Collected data

---+---

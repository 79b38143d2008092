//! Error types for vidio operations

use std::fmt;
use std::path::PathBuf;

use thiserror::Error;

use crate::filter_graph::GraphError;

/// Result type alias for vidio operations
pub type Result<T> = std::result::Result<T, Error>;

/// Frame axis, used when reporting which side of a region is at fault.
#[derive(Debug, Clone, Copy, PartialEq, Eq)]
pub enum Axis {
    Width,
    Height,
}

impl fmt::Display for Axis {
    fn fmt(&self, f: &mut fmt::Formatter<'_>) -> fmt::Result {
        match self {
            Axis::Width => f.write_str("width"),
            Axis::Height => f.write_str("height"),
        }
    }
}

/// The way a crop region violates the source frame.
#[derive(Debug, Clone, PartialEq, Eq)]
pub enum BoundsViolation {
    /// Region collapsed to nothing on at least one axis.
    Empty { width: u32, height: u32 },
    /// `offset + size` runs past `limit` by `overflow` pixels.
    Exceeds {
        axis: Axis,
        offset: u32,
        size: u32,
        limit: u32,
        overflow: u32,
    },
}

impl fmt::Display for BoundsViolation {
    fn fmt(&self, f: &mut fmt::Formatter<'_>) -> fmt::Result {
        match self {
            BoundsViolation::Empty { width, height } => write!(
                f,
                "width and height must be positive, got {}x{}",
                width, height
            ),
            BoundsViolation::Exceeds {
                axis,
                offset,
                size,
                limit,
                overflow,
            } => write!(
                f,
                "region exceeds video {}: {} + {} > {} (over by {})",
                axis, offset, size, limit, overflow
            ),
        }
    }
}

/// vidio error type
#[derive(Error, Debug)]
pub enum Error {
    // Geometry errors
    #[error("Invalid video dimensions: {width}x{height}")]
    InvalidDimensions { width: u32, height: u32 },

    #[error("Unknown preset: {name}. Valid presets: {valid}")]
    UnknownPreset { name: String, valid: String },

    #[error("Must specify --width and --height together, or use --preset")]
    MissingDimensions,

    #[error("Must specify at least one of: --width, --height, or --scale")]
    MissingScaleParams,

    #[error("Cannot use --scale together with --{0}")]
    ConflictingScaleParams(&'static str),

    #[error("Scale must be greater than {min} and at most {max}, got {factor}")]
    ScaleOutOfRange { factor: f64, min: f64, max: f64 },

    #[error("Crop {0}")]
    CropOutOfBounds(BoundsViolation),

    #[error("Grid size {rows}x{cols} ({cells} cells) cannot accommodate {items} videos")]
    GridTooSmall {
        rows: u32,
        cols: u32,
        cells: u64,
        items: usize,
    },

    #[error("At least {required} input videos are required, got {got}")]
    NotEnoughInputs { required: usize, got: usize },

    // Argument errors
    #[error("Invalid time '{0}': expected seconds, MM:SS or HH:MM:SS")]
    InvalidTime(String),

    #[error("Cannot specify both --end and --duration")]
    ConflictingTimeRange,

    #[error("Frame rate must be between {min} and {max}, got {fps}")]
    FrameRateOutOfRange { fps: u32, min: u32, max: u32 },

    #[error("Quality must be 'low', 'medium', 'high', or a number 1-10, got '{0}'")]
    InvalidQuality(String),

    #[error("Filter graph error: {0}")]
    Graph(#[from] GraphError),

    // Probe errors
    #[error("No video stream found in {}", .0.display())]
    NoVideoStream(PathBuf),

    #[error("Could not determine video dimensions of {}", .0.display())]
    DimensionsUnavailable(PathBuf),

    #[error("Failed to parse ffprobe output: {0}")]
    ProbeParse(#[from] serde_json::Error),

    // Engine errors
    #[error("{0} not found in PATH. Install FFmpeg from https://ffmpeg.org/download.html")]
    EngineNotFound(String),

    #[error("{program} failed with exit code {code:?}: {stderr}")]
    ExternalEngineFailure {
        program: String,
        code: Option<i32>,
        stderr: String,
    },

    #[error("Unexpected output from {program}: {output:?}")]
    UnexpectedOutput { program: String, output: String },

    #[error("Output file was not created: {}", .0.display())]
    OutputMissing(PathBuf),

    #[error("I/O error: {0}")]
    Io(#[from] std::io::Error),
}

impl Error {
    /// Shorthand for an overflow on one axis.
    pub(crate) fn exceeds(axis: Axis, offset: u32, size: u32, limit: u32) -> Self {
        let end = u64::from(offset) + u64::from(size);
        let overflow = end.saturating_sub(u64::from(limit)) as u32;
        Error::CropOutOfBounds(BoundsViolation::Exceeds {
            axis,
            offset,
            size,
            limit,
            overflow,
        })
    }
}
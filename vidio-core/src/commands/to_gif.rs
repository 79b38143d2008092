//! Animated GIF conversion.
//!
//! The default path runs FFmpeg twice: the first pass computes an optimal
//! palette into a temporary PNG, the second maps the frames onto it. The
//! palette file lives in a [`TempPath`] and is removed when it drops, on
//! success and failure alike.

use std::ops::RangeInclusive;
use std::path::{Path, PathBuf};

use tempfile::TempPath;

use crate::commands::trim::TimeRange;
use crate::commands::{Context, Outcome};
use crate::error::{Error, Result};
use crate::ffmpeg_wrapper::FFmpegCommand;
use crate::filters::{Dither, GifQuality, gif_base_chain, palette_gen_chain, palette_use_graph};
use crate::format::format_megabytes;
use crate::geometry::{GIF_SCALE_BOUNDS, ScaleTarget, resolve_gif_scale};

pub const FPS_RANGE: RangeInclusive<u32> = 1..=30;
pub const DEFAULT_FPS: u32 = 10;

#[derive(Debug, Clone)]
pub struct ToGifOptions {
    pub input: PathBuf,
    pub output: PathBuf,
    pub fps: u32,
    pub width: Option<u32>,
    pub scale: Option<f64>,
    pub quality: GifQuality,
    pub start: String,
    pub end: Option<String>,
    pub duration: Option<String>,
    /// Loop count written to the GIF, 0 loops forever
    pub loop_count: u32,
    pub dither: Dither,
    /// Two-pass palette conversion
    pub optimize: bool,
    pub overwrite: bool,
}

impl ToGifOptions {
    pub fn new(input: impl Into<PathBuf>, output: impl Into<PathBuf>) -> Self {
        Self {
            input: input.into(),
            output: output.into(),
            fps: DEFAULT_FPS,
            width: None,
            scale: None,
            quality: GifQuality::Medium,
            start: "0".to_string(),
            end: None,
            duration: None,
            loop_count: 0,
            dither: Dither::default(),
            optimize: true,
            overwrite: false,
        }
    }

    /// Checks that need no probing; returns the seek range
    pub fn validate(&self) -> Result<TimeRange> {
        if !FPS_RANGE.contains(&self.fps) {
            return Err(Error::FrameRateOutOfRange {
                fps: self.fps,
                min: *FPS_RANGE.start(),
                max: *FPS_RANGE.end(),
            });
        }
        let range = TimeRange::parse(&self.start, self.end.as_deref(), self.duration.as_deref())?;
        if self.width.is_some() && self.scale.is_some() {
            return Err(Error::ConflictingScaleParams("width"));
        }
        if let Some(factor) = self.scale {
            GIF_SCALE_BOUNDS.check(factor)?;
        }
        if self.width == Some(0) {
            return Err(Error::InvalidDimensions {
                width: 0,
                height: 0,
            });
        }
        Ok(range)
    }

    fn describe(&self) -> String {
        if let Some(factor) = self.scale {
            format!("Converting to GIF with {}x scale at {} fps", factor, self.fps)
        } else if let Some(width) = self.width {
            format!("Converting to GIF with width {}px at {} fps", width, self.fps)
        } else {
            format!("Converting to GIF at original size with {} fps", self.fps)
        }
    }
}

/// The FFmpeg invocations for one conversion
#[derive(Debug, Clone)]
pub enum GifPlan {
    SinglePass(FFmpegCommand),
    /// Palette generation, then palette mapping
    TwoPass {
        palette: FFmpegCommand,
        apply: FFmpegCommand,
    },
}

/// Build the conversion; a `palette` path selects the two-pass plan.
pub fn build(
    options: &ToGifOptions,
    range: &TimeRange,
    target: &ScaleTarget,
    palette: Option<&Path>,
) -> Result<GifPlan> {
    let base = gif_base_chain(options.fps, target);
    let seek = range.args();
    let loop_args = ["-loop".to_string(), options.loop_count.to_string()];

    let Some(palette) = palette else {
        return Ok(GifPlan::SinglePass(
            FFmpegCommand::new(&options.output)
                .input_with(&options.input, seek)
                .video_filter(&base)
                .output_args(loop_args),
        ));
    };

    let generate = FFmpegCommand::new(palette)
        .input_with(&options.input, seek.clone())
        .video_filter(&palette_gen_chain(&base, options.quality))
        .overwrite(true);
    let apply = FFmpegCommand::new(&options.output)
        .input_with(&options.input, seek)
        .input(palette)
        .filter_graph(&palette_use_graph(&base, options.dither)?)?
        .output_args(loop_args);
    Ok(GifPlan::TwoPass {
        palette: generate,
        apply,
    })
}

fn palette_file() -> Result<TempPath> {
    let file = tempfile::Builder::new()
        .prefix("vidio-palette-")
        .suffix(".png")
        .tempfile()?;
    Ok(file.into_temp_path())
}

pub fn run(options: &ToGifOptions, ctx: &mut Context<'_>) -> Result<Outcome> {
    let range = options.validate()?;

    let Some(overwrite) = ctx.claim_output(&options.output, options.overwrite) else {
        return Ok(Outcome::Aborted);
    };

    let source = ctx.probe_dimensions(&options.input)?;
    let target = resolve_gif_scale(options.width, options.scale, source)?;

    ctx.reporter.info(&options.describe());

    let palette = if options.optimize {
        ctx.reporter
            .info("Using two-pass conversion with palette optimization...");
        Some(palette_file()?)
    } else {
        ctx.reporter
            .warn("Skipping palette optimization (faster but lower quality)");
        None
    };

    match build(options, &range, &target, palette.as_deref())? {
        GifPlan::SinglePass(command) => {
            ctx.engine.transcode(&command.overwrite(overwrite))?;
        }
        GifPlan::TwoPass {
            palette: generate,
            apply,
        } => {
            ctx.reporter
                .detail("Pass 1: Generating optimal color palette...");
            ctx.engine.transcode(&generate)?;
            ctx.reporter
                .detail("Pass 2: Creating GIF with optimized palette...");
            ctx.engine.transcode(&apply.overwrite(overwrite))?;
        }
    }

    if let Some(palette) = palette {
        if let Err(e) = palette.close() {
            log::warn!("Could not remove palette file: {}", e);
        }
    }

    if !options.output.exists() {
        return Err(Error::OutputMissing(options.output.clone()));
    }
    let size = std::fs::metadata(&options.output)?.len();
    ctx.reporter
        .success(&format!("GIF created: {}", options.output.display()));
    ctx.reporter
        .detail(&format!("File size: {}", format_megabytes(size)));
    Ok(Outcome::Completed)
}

---+---

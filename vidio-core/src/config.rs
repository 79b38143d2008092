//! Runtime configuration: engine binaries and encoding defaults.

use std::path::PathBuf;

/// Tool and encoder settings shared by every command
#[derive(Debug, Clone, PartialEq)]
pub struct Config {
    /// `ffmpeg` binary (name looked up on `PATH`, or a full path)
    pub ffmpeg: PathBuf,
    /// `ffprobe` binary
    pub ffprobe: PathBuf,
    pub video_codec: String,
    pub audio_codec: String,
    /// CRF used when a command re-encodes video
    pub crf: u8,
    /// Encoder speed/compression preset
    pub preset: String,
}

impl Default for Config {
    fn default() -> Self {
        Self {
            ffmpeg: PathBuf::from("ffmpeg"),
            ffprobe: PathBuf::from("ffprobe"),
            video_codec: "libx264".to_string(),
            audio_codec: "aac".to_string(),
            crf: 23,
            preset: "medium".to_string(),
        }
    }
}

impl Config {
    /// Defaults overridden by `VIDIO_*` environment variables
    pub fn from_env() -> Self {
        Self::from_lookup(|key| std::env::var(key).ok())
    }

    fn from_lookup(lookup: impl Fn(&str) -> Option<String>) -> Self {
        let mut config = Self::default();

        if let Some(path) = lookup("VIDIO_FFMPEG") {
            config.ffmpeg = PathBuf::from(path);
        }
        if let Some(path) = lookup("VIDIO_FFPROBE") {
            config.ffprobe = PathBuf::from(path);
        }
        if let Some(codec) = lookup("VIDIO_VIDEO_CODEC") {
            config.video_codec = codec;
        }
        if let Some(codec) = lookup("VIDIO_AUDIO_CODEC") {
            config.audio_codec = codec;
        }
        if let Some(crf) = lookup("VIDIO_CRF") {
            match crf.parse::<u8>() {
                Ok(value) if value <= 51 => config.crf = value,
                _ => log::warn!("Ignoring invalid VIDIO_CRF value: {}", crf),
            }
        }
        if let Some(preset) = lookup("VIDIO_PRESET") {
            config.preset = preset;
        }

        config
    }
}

---+---

**What you need to do**
Exactly the lines above from the one with "Ok(file.into_temp_path())" to the one with "1: Generating optimal", both included, are to be quoted; leave the rest out.

**Response area**
    Ok(file.into_temp_path())
}

pub fn run(options: &ToGifOptions, ctx: &mut Context<'_>) -> Result<Outcome> {
    let range = options.validate()?;

    let Some(overwrite) = ctx.claim_output(&options.output, options.overwrite) else {
        return Ok(Outcome::Aborted);
    };

    let source = ctx.probe_dimensions(&options.input)?;
    let target = resolve_gif_scale(options.width, options.scale, source)?;

    ctx.reporter.info(&options.describe());

    let palette = if options.optimize {
        ctx.reporter
            .info("Using two-pass conversion with palette optimization...");
        Some(palette_file()?)
    } else {
        ctx.reporter
            .warn("Skipping palette optimization (faster but lower quality)");
        None
    };

    match build(options, &range, &target, palette.as_deref())? {
        GifPlan::SinglePass(command) => {
            ctx.engine.transcode(&command.overwrite(overwrite))?;
        }
        GifPlan::TwoPass {
            palette: generate,
            apply,
        } => {
            ctx.reporter
                .detail("Pass 1: Generating optimal color palette...");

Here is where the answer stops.